I'm reviewing limits to tutor a student in precalc and came across a problem.

The conjugate method multiplies the numerator and denominator by the conjugate of the numerator or denominator to simplify the equation. However, after a quick example I wrote for myself, I found that:

lim x-> 3
f(x) / (x-3)
Conjugate Method on the Denominator
lim x-> 3
f(x)*(x+3) / (x^2-9)
The limit still has a 0 in the denominator

lim x-> -3
f(x) / (x+3)
Conjugate Method on the Denominator
lim x-> -3
f(x)*(x-3) / (x^2-9)
The limit still has a 0 in the denominator

The examples of "The Conjugate Method" that I've found online have all multiplied by the conjugate to create a common factor to eliminate the 0 in the denominator.

Ex.
lim x-> 4
(sqrt(x)-2) / x-4
Conjugate of Numerator
lim x-> 4
x-4 / ((x-4)(sqrt(x)+2)
Cancel common factor
lim x-> 4
1 / (sqrt(x)+2)
=1/4

My issue is that the conjugate method is the same as the factoring method as far as I understand it. Is there a difference or is the conjugate method simply easier to use when the factors aren't as easily identifiable.

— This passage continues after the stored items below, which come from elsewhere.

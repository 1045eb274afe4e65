use crate::error::{ProtocolErrorKind, Result};

/// Size of the RTP fixed header with no CSRC list.
pub const RTP_HEADER_SIZE: usize = 12;

/// RTP fixed header (RFC 3550 §5.1).
///
/// ```text
///  0                   1                   2                   3
///  0 1 2 3 4 5 6 7 8 9 0 1 2 3 4 5 6 7 8 9 0 1 2 3 4 5 6 7 8 9 0 1
/// +-+-+-+-+-+-+-+-+-+-+-+-+-+-+-+-+-+-+-+-+-+-+-+-+-+-+-+-+-+-+-+-+
/// |V=2|P|X|  CC   |M|     PT      |       Sequence Number         |
/// +-+-+-+-+-+-+-+-+-+-+-+-+-+-+-+-+-+-+-+-+-+-+-+-+-+-+-+-+-+-+-+-+
/// |                           Timestamp                           |
/// +-+-+-+-+-+-+-+-+-+-+-+-+-+-+-+-+-+-+-+-+-+-+-+-+-+-+-+-+-+-+-+-+
/// |                             SSRC                              |
/// +-+-+-+-+-+-+-+-+-+-+-+-+-+-+-+-+-+-+-+-+-+-+-+-+-+-+-+-+-+-+-+-+
/// ```
///
/// Written headers always have version 2 and padding, extension and CSRC
/// count set to 0. Parsing accepts all three and skips over them.
#[derive(Debug, Clone, Copy, PartialEq, Eq)]
pub struct RtpHeader {
    /// Last packet of the current access unit.
    pub marker: bool,
    /// RTP payload type (7-bit, RFC 3551).
    pub payload_type: u8,
    pub sequence_number: u16,
    /// Media clock units, not wall time.
    pub timestamp: u32,
    /// Synchronization source identifier (RFC 3550 §8.1).
    pub ssrc: u32,
}

impl RtpHeader {
    /// Parse an RTP packet into its header and payload.
    ///
    /// The returned payload excludes the CSRC list, any header extension
    /// (RFC 3550 §5.3.1) and trailing padding.
    pub fn parse(packet: &[u8]) -> Result<(Self, &[u8])> {
        if packet.len() < RTP_HEADER_SIZE {
            return Err(ProtocolErrorKind::TooShort.into());
        }

        let version = packet[0] >> 6;
        if version != 2 {
            return Err(ProtocolErrorKind::BadVersion(version).into());
        }
        let padding = packet[0] & 0x20 != 0;
        let extension = packet[0] & 0x10 != 0;
        let csrc_count = (packet[0] & 0x0f) as usize;

        let header = Self {
            marker: packet[1] & 0x80 != 0,
            payload_type: packet[1] & 0x7f,
            sequence_number: u16::from_be_bytes([packet[2], packet[3]]),
            timestamp: u32::from_be_bytes([packet[4], packet[5], packet[6], packet[7]]),
            ssrc: u32::from_be_bytes([packet[8], packet[9], packet[10], packet[11]]),
        };

        let mut start = RTP_HEADER_SIZE + csrc_count * 4;
        if extension {
            // 16-bit profile field, 16-bit length in 32-bit words.
            let ext = packet
                .get(start..start + 4)
                .ok_or(ProtocolErrorKind::TruncatedPayload)?;
            let words = u16::from_be_bytes([ext[2], ext[3]]) as usize;
            start += 4 + words * 4;
        }

        let mut end = packet.len();
        if padding {
            let pad = packet[end - 1] as usize;
            if pad == 0 || pad > end {
                return Err(ProtocolErrorKind::TruncatedPayload.into());
            }
            end -= pad;
        }

        if start > end {
            return Err(ProtocolErrorKind::TruncatedPayload.into());
        }

        Ok((header, &packet[start..end]))
    }

    /// Serialize as a 12-byte fixed header.
    pub fn write(&self) -> [u8; RTP_HEADER_SIZE] {
        let first_byte: u8 = 2 << 6;
        let second_byte: u8 = ((self.marker as u8) << 7) | (self.payload_type & 0x7f);

        let mut header = [0u8; RTP_HEADER_SIZE];
        header[0] = first_byte;
        header[1] = second_byte;
        header[2..4].copy_from_slice(&self.sequence_number.to_be_bytes());
        header[4..8].copy_from_slice(&self.timestamp.to_be_bytes());
        header[8..12].copy_from_slice(&self.ssrc.to_be_bytes());
        header
    }
}

/// Outbound RTP header state for one stream.
///
/// - **Sequence number**: 16-bit, wrapping, incremented on every packet.
/// - **SSRC**: randomly generated per RFC 3550 §8.1 to avoid collisions.
#[derive(Debug)]
pub struct RtpSequencer {
    /// RTP payload type (7-bit, RFC 3551).
    pub pt: u8,
    /// Synchronization source identifier (RFC 3550 §8.1).
    pub ssrc: u32,
    sequence: u16,
}

impl RtpSequencer {
    /// Create a new sequencer with explicit SSRC, starting at sequence 0.
    pub fn new(pt: u8, ssrc: u32) -> Self {
        tracing::debug!(
            pt,
            ssrc = format_args!("{:#010X}", ssrc),
            "RTP sequencer created"
        );
        Self {
            pt,
            ssrc,
            sequence: 0,
        }
    }

    /// Create with a random SSRC and a random initial sequence number.
    ///
    /// RFC 3550 §5.1 recommends a random starting sequence number so that
    /// known-plaintext attacks on encryption are harder.
    pub fn with_random_ssrc(pt: u8) -> Self {
        let mut sequencer = Self::new(pt, rand::random::<u32>());
        sequencer.sequence = rand::random::<u16>();
        sequencer
    }

    /// Sequence number the next header will carry.
    pub fn sequence(&self) -> u16 {
        self.sequence
    }

    /// Produce the next header and advance the sequence number.
    ///
    /// The `marker` bit signals the last packet of an access unit
    /// (RFC 6184 §5.1).
    pub fn next_header(&mut self, marker: bool, timestamp: u32) -> RtpHeader {
        let header = RtpHeader {
            marker,
            payload_type: self.pt,
            sequence_number: self.sequence,
            timestamp,
            ssrc: self.ssrc,
        };
        self.sequence = self.sequence.wrapping_add(1);
        header
    }
}

#[cfg(test)]
mod tests {
    use super::*;
    use crate::error::StreamError;

    fn make_sequencer() -> RtpSequencer {
        RtpSequencer::new(96, 0xAABBCCDD)
    }

    fn kind(err: StreamError) -> ProtocolErrorKind {
        match err {
            StreamError::Protocol { kind } => kind,
            other => panic!("unexpected error: {other}"),
        }
    }

    #[test]
    fn version_is_2() {
        let mut s = make_sequencer();
        let buf = s.next_header(false, 0).write();
        assert_eq!(buf[0] >> 6, 2);
    }

    #[test]
    fn marker_bit() {
        let mut s = make_sequencer();
        let no_marker = s.next_header(false, 0).write();
        assert_eq!(no_marker[1] & 0x80, 0);

        let with_marker = s.next_header(true, 0).write();
        assert_eq!(with_marker[1] & 0x80, 0x80);
    }

    #[test]
    fn payload_type() {
        let mut s = make_sequencer();
        let buf = s.next_header(false, 0).write();
        assert_eq!(buf[1] & 0x7f, 96);
    }

    #[test]
    fn sequence_increments() {
        let mut s = make_sequencer();
        let h1 = s.next_header(false, 0);
        let h2 = s.next_header(false, 0);
        assert_eq!(h2.sequence_number, h1.sequence_number + 1);
    }

    #[test]
    fn sequence_wraps() {
        let mut s = make_sequencer();
        s.sequence = u16::MAX;
        let h = s.next_header(false, 0);
        assert_eq!(h.sequence_number, u16::MAX);
        assert_eq!(s.sequence(), 0);
    }

    #[test]
    fn ssrc_and_timestamp_written() {
        let mut s = make_sequencer();
        let buf = s.next_header(false, 0x01020304).write();
        assert_eq!(u32::from_be_bytes([buf[4], buf[5], buf[6], buf[7]]), 0x01020304);
        assert_eq!(u32::from_be_bytes([buf[8], buf[9], buf[10], buf[11]]), 0xAABBCCDD);
    }

    #[test]
    fn random_ssrc_differs() {
        let s1 = RtpSequencer::with_random_ssrc(96);
        let s2 = RtpSequencer::with_random_ssrc(96);
        assert_ne!(s1.ssrc, s2.ssrc);
    }

    #[test]
    fn parse_written_header() {
        let header = RtpHeader {
            marker: true,
            payload_type: 96,
            sequence_number: 4242,
            timestamp: 90_000,
            ssrc: 0x1234_5678,
        };
        let mut packet = header.write().to_vec();
        packet.extend_from_slice(&[0x65, 0x01]);

        let (parsed, payload) = RtpHeader::parse(&packet).unwrap();
        assert_eq!(parsed, header);
        assert_eq!(payload, &[0x65, 0x01]);
    }

    #[test]
    fn parse_too_short() {
        let err = RtpHeader::parse(&[0x80; 11]).unwrap_err();
        assert_eq!(kind(err), ProtocolErrorKind::TooShort);
    }

    #[test]
    fn parse_bad_version() {
        let mut packet = [0u8; 13];
        packet[0] = 1 << 6;
        let err = RtpHeader::parse(&packet).unwrap_err();
        assert_eq!(kind(err), ProtocolErrorKind::BadVersion(1));
    }

    #[test]
    fn parse_skips_csrc_and_extension() {
        let mut packet = vec![0x80 | 0x10 | 0x01, 96, 0, 1, 0, 0, 0, 0, 0, 0, 0, 1];
        packet.extend_from_slice(&[9, 9, 9, 9]); // one CSRC
        packet.extend_from_slice(&[0xBE, 0xDE, 0, 1]); // extension, 1 word
        packet.extend_from_slice(&[7, 7, 7, 7]);
        packet.extend_from_slice(&[0x41, 0xAA]);

        let (_, payload) = RtpHeader::parse(&packet).unwrap();
        assert_eq!(payload, &[0x41, 0xAA]);
    }

    #[test]
    fn parse_strips_padding() {
        let mut packet = vec![0x80 | 0x20, 96, 0, 1, 0, 0, 0, 0, 0, 0, 0, 1];
        packet.extend_from_slice(&[0x41, 0xAA, 0, 0, 3]);
        let (_, payload) = RtpHeader::parse(&packet).unwrap();
        assert_eq!(payload, &[0x41, 0xAA]);
    }

    #[test]
    fn zero_padding_count_rejected() {
        let mut packet = vec![0x80 | 0x20, 96, 0, 1, 0, 0, 0, 0, 0, 0, 0, 1];
        packet.extend_from_slice(&[0x41, 0xAA, 0]);
        let err = RtpHeader::parse(&packet).unwrap_err();
        assert_eq!(kind(err), ProtocolErrorKind::TruncatedPayload);
    }

    #[test]
    fn padding_past_payload_rejected() {
        let base = [0x80 | 0x20, 96, 0, 1, 0, 0, 0, 0, 0, 0, 0, 1];

        // Longer than the whole packet.
        let mut packet = base.to_vec();
        packet.extend_from_slice(&[0x41, 200]);
        let err = RtpHeader::parse(&packet).unwrap_err();
        assert_eq!(kind(err), ProtocolErrorKind::TruncatedPayload);

        // Fits in the packet but eats into the fixed header.
        let mut packet = base.to_vec();
        packet.extend_from_slice(&[0x41, 5]);
        let err = RtpHeader::parse(&packet).unwrap_err();
        assert_eq!(kind(err), ProtocolErrorKind::TruncatedPayload);
    }

    #[test]
    fn parse_truncated_extension() {
        let packet = [0x80 | 0x10, 96, 0, 1, 0, 0, 0, 0, 0, 0, 0, 1, 0xBE, 0xDE];
        let err = RtpHeader::parse(&packet).unwrap_err();
        assert_eq!(kind(err), ProtocolErrorKind::TruncatedPayload);
    }
}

My point using the example above is:
lim x-> 4
(sqrt(x)-2) / x-4
Factor the denominator into (sqrt(x)-2) & (sqrt(x)+2)
lim x-> 4
(sqrt(x)-2) / ((sqrt(x)-2)(sqrt(x)+2))
Cancel (sqrt(x)-2)
lim x-> 4
1 / (sqrt(x)+2)
= 1/4

Is there a difference between these methods?
Is there a time when only one or the other can be used?

Last edited: Jul 29, 2010
2. Jul 29, 2010

Staff: Mentor

In your first two examples, you have f(x) in the numerator, so multiplying the expression by 1 in the form of the conjugate over itself isn't going to get you anywhere.

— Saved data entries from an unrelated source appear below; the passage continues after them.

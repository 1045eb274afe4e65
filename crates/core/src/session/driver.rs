//! Runs a [`Session`] on its own thread.
//!
//! Every input to the session (transport events, outbound media,
//! cancellation) is queued on one channel and applied in arrival order by a
//! single loop, which also sleeps until the session's next timer.
//!
//! The channel is bounded. Received datagrams beyond
//! [`SessionConfig::receive_queue_capacity`] are dropped at the sink and
//! counted; control commands wait for room in a reserve kept for them.

use std::net::SocketAddr;
use std::sync::Arc;
use std::sync::mpsc::{self, RecvTimeoutError};
use std::thread::{self, JoinHandle};
use std::time::{Duration, Instant};

use parking_lot::RwLock;

use super::{Role, Session, SessionDelegate, SessionState, SessionStats};
use crate::config::SessionConfig;
use crate::error::{Result, StreamError};
use crate::media::nal::NalUnit;
use crate::transport::{Backlog, EventSink, Transport, TransportEvent, UdpTransport};

/// Queue slots kept for control commands and outbound media on top of the
/// received datagram quota.
const CONTROL_RESERVE: usize = 64;

/// Work queued for a session's thread.
#[derive(Debug)]
pub enum Command {
    Transport(TransportEvent),
    SendAnnexB { data: Vec<u8>, pts: Duration },
    SendUnits { units: Vec<NalUnit<'static>>, pts: Duration },
    Cancel,
}

/// Owner's handle to a running session.
///
/// Dropping the handle cancels the session.
pub struct SessionHandle {
    events: EventSink,
    state: Arc<RwLock<SessionState>>,
    thread: Option<JoinHandle<SessionStats>>,
}

impl SessionHandle {
    /// Build a transport wired to a new session, then start the session on
    /// a dedicated thread.
    pub fn spawn<T, D, F>(role: Role, config: SessionConfig, make_transport: F, delegate: D) -> Result<Self>
    where
        T: Transport + 'static,
        D: SessionDelegate + 'static,
        F: FnOnce(EventSink) -> Result<T>,
    {
        let capacity = config.receive_queue_capacity.max(1);
        let (tx, rx) = mpsc::sync_channel(capacity + CONTROL_RESERVE);
        let backlog = Arc::new(Backlog::new(capacity));
        let events = EventSink::new(tx, backlog.clone());
        let transport = make_transport(events.clone())?;
        let session = Session::new(role, config, transport, delegate);

        let state = Arc::new(RwLock::new(SessionState::Setup));
        let published = state.clone();
        let thread = thread::Builder::new()
            .name(format!("session-{role:?}").to_lowercase())
            .spawn(move || run(session, rx, &backlog, published))?;

        Ok(Self {
            events,
            state,
            thread: Some(thread),
        })
    }

    /// A session over a fresh UDP socket bound on `bind_addr` and connected to `peer`.
    pub fn connect_udp<D>(
        role: Role,
        bind_addr: &str,
        peer: SocketAddr,
        config: SessionConfig,
        delegate: D,
    ) -> Result<Self>
    where
        D: SessionDelegate + 'static,
    {
        Self::spawn(
            role,
            config,
            |events| UdpTransport::bind(bind_addr, peer, events),
            delegate,
        )
    }

    /// Last state published by the session thread.
    pub fn state(&self) -> SessionState {
        *self.state.read()
    }

    /// Sink for injecting transport events from outside the session.
    pub fn event_sink(&self) -> EventSink {
        self.events.clone()
    }

    /// Inject a transport event. A received datagram is dropped, not
    /// queued, when the session is already holding its quota.
    pub fn deliver(&self, event: TransportEvent) -> Result<()> {
        self.events.post(event)
    }

    /// Queue an Annex B encoded frame for sending.
    pub fn send_annex_b(&self, data: Vec<u8>, pts: Duration) -> Result<()> {
        self.ensure_connected()?;
        self.events.command(Command::SendAnnexB { data, pts })
    }

    /// Queue the NAL units of one access unit for sending.
    pub fn send_units(&self, units: Vec<NalUnit<'static>>, pts: Duration) -> Result<()> {
        self.ensure_connected()?;
        self.events.command(Command::SendUnits { units, pts })
    }

    pub fn cancel(&self) {
        let _ = self.events.command(Command::Cancel);
    }

    /// Wait for the session thread to finish and collect its counters.
    ///
    /// Blocks until the session reaches a terminal state.
    pub fn join(mut self) -> Option<SessionStats> {
        self.thread.take().and_then(|t| t.join().ok())
    }

    fn ensure_connected(&self) -> Result<()> {
        match self.state() {
            SessionState::Connected => Ok(()),
            state if state.is_terminal() => Err(StreamError::SessionClosed),
            state => Err(StreamError::NotConnected(state)),
        }
    }
}

impl Drop for SessionHandle {
    fn drop(&mut self) {
        let _ = self.events.command(Command::Cancel);
    }
}

fn run<T, D>(
    mut session: Session<T, D>,
    commands: mpsc::Receiver<Command>,
    backlog: &Backlog,
    state: Arc<RwLock<SessionState>>,
) -> SessionStats
where
    T: Transport,
    D: SessionDelegate,
{
    session.start(Instant::now());
    *state.write() = session.state();

    while !session.state().is_terminal() {
        let now = Instant::now();
        let received = match session.poll_timeout() {
            Some(deadline) if deadline <= now => {
                session.handle_timeout(now);
                *state.write() = session.state();
                continue;
            }
            Some(deadline) => commands.recv_timeout(deadline - now),
            None => commands.recv().map_err(|_| RecvTimeoutError::Disconnected),
        };

        let now = Instant::now();
        if matches!(received, Ok(Command::Transport(TransportEvent::Received(_)))) {
            backlog.release();
        }
        session.record_queue_overflow(backlog.take_dropped());
        match received {
            Ok(command) => apply(&mut session, command, now),
            Err(RecvTimeoutError::Timeout) => session.handle_timeout(now),
            Err(RecvTimeoutError::Disconnected) => {
                tracing::debug!("session handle gone");
                session.cancel();
            }
        }
        *state.write() = session.state();
    }

    session.record_queue_overflow(backlog.take_dropped());
    session.stats().clone()
}

fn apply<T, D>(session: &mut Session<T, D>, command: Command, now: Instant)
where
    T: Transport,
    D: SessionDelegate,
{
    let sent = match command {
        Command::Transport(event) => {
            session.handle_transport_event(event, now);
            return;
        }
        Command::Cancel => {
            session.cancel();
            return;
        }
        Command::SendAnnexB { data, pts } => session.send_annex_b(&data, pts),
        Command::SendUnits { units, pts } => session.send_access_unit(&units, pts),
    };
    if let Err(e) = sent {
        tracing::warn!(error = %e, "access unit not sent");
    }
}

The purpose of multiplying by the conjugate over itself is to be able to get common factors in the numerator and denominator that you can eliminate in the hope of being able to evaluate the rest of the limit expression.

3. Jul 29, 2010

charley076

Sorry for the confusion, the reason I put f(x) as the numerator was b/c i didn't know what to put there that wouldn't cause the limit to evaluate to infinity. I just meant f(x) to be filler, i.e. regardless of what the numerator is, multiplying top and bottom by the conjugate of the denominator doesn't resolve the 0 in the denominator.